*** INPUT DATA ***

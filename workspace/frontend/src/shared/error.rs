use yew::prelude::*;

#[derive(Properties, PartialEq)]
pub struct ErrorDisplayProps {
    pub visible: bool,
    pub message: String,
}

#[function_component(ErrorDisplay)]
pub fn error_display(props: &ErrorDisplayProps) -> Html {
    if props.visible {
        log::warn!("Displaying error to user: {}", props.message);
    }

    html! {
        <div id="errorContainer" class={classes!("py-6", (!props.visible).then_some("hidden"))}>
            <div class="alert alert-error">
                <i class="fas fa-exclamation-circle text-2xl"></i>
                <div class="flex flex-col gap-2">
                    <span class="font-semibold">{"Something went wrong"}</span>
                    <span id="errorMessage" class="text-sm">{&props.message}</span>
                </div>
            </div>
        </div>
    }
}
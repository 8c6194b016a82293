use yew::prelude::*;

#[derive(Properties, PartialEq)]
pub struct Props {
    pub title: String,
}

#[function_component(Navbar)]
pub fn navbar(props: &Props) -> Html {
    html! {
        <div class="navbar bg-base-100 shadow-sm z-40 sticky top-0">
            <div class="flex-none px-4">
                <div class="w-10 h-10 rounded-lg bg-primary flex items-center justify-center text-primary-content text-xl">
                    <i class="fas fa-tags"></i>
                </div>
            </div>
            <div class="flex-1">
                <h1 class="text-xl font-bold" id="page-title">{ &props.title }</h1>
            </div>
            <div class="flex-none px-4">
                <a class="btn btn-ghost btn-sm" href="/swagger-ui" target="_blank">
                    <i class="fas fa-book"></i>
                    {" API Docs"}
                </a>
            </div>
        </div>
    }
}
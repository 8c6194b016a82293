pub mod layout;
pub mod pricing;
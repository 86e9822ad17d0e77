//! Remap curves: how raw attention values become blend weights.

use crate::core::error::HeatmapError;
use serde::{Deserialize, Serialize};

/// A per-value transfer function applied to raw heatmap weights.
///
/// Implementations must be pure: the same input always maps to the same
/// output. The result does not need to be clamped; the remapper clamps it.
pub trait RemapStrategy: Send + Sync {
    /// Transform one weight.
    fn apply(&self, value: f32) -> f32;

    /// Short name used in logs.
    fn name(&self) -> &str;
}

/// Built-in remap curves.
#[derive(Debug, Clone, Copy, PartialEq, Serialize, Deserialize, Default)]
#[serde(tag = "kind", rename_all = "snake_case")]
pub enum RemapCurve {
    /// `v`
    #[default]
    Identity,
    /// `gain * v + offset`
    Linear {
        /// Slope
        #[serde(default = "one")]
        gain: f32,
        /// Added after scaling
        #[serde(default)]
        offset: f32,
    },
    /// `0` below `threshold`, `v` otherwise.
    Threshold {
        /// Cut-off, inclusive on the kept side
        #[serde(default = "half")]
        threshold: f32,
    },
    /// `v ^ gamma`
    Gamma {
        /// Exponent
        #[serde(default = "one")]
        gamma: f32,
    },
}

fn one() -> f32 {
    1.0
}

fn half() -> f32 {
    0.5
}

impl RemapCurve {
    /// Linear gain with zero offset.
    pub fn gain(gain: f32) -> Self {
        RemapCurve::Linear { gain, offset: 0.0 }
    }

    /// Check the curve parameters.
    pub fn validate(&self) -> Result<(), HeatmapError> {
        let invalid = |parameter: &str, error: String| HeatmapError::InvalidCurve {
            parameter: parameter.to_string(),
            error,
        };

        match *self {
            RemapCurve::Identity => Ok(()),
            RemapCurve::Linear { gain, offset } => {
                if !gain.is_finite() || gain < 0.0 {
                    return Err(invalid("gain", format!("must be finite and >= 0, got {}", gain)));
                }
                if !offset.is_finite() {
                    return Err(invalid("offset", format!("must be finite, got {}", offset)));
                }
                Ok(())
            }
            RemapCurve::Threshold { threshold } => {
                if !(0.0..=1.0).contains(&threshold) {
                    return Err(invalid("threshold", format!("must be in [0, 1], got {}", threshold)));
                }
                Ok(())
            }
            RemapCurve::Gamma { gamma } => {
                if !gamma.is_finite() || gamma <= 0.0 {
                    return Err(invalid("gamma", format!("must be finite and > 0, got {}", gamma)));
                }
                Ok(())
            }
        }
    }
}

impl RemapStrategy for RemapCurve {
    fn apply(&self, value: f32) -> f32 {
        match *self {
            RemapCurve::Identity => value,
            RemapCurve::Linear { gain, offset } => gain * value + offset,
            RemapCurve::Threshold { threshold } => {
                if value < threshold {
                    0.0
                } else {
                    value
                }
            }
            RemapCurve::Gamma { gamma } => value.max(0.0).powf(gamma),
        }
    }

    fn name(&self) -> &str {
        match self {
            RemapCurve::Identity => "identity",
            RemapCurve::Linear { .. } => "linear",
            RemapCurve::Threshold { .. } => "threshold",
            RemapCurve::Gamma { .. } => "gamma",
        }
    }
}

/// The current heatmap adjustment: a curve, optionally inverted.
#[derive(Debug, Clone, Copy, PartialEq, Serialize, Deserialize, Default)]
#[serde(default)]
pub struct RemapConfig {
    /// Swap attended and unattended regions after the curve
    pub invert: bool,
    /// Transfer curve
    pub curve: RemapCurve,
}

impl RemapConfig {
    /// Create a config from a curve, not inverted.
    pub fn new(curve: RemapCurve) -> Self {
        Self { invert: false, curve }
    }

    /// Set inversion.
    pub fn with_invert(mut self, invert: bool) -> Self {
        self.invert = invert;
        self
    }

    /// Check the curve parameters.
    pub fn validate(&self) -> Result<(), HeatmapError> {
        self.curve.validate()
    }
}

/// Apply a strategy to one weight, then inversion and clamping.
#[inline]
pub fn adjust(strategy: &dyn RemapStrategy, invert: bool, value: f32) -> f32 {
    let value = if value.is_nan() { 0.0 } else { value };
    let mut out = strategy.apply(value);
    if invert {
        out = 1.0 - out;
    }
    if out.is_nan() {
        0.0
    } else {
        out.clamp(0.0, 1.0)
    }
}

*** End of INPUT DATA ***

Please find every line in the records above that holds the word "bool" and copy it.

    pub visible: bool,
    pub invert: bool,
    pub fn with_invert(mut self, invert: bool) -> Self {
pub fn adjust(strategy: &dyn RemapStrategy, invert: bool, value: f32) -> f32 {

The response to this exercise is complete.